Training and education also jumps out as an area of government responsibility that hasn’t received enough attention over the last decade. That’s why many of the newly created resource sector jobs aren’t going to unemployed British Columbians but to temporary foreign workers and/or migrants from other provinces because we don’t have the skills needed. And since resource expansion is essentially the basis of our government’s Jobs Plan, such job growth is unlikely to make much of a dent in poverty rates.

But while the government must play a leadership role here, poverty is not just the government’s problem. All citizens have a responsibility to tackle poverty, including those who own and run businesses. Business managers are understandably focused on their bottom line, but as members of the community they need to consider the kind of jobs they create, and the kind of life their employees can afford on the wages they pay. Is there job security? Are the wages so low or the shifts/hours so few that they keep the employees in poverty?

35 Vancouver employers have committed to pay a living wage to all their workers and more large companies should follow their example.

But not all jobs created in B.C. are well-paying, family-supporting jobs that offer benefits and a reasonable level of economic security. Despite recent minimum wage increases, a person working full-year full-time on minimum wage earns less than the poverty line for a single person in Vancouver. There has been an explosion of unpaid internships, with the most recent scandal exposed by CBC here.

The bottom line is that we need a combination of good quality jobs and social supports for families who have fallen on hard times. This is particularly important now when we’re seeing a worrisome and rather steep increase in poverty in what’s arguably the best measure of poverty, Statistics Canada’s Market Basket Measure (see here).

Poverty is not an intractable problem, other provinces and countries have taken action and are seeing results. B.C. should too.”

Would Bateman regulate everybody, including himself, to a below poverty line lifestyle?

I call on Bateman to give up his upper tax level “living wage” for the bartender’s job and wage for one year, and then tell his readers the same thing he is saying now.

It is clear that the City of Burnaby, and other municipalities, regional districts are doing their part to provide above minimum wage jobs where they can; to insure stable economies in their communities and regions, where the monies they give in wages are not only possible but are put back in local and regional economies providing spin off jobs and new business opportunities; diversifying local and regional economies at the same time.

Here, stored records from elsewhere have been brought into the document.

//! Proof files loaded from disk and run against submitted sources.

use code_proof::config::{
    all_passed, load_from_path, run_checks, CheckStatus, ConfigError, ValidationIssue,
};
use code_proof::Code;
use std::fs;
use tempfile::TempDir;

const ANSWER: &str = r#"<?php
function greet(string $name) {
    return "Hello $name!";
}

$names = explode(",", "ada,grace");
foreach ($names as $name) {
    echo greet($name);
}
"#;

const PROOF: &str = r#"[meta]
name = "greeting"
description = "Greets every name in a list"

[[checks]]
id = "defines-greet"
selector = "function[name=greet]"

[[checks]]
id = "interpolates"
selector = "interpolation"
min = 1
max = 1

[[checks]]
id = "splits-input"
method = "find_builtin_function"
params = { name = "explode" }

[[checks]]
id = "top-level-echo"
selector = ">construct[name=echo]"
max = 0
"#;

fn write_fixture(dir: &TempDir, name: &str, contents: &str) -> std::path::PathBuf {
    let path = dir.path().join(name);
    fs::write(&path, contents).unwrap();
    path
}

#[test]
fn passing_proof() {
    let dir = TempDir::new().unwrap();
    let proof_path = write_fixture(&dir, "greeting.toml", PROOF);
    let answer_path = write_fixture(&dir, "greeting.php", ANSWER);

    let proof = load_from_path(&proof_path).unwrap();
    assert_eq!(proof.meta.name, "greeting");

    let code = Code::from_path(&answer_path).unwrap();
    assert_eq!(code.path(), Some(answer_path.as_path()));

    let outcomes = run_checks(&code, &proof);
    let ids: Vec<_> = outcomes.iter().map(|o| o.id.as_str()).collect();
    assert_eq!(
        ids,
        vec!["defines-greet", "interpolates", "splits-input", "top-level-echo"]
    );
    assert!(all_passed(&outcomes), "{outcomes:#?}");
}

#[test]
fn failing_proof_reports_expectation() {
    let dir = TempDir::new().unwrap();
    let proof = load_from_path(&write_fixture(&dir, "greeting.toml", PROOF)).unwrap();

    let code = Code::from_source("<?php\necho 'Hello';\n").unwrap();
    let outcomes = run_checks(&code, &proof);

    assert!(!all_passed(&outcomes));
    assert_eq!(
        outcomes[0].status,
        CheckStatus::Failed {
            expected: "at least 1".to_string()
        }
    );
    assert_eq!(outcomes[3].matched, 1);
    assert_eq!(
        outcomes[3].status,
        CheckStatus::Failed {
            expected: "none".to_string()
        }
    );
}

#[test]
fn invalid_proof_lists_all_issues() {
    let dir = TempDir::new().unwrap();
    let path = write_fixture(
        &dir,
        "broken.toml",
        r#"
[[checks]]
id = "both"
selector = "variable"
method = "find_variable"

[[checks]]
id = "neither"

[[checks]]
id = "bad-selector"
selector = "variable[name="
"#,
    );

    match load_from_path(&path).unwrap_err() {
        ConfigError::Validation { path: at, source } => {
            assert_eq!(at.as_deref(), Some(path.as_path()));
            assert_eq!(source.issues.len(), 3);
            assert!(matches!(
                source.issues[1],
                ValidationIssue::MissingField {
                    field: "selector",
                    ..
                }
            ));
        }
        other => panic!("unexpected error: {other}"),
    }
}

Bateman further proposes legislation similar to CETA, that would take local autonomy and control away for decision making by municipalities and regional districts.

Once again, Bateman lacks knowledge and shows his ignorance and audacity to impose his political will and beliefs for all municipalities and regional districts, considering he lives in one community and belongs to one regional district.

Municipalities and regional districts levy taxes in their respective areas. The provincial government does not provide municipalities and regional districts with their operational budgets.

I would tread lightly Bateman, when you suggest, a provincial Compensation Equity Act.

Municipal and regional district employees are not provincial government employees. The Community Charter and Local Government Act, set out the powers of the municipalities and regional districts.

Further, many BC municipalities and regional districts have told the provincial government of their concerns and lack of support for CETA.

I guarantee Bateman if you come to my community and try to impose your ridiculous ideas, you would be met by concerned taxpayers who may not take to kindly to you interfering with local autonomy and local democratic decision making for affairs affecting the community and region.

Further, I would find it difficult to believe that what happens in Penticton, Richmond, Kelowna and the regional districts those communities reside in, presents hardship and dire tax consequences to his community and regional district.

If anything, people from those communities visiting where he lives, would actually aide his community as they spend their hard earned dollars, helping his local business; help to provide living wages for workers including  students going to high school and earning money for post secondary education.

Would Bateman really deny what he benefited from?

I would argue that multinationals and corporations benefiting from low cost labour in BC, ravaging our natural resources; leaving taxpayers to live with the cost to our wildlife, environment and water, are the leaders behind the inequality issues in this province.

They take……10 per-cent corporate tax rate for twelve years, until this year when it was changed to…..wait for it…to 11 per-cent.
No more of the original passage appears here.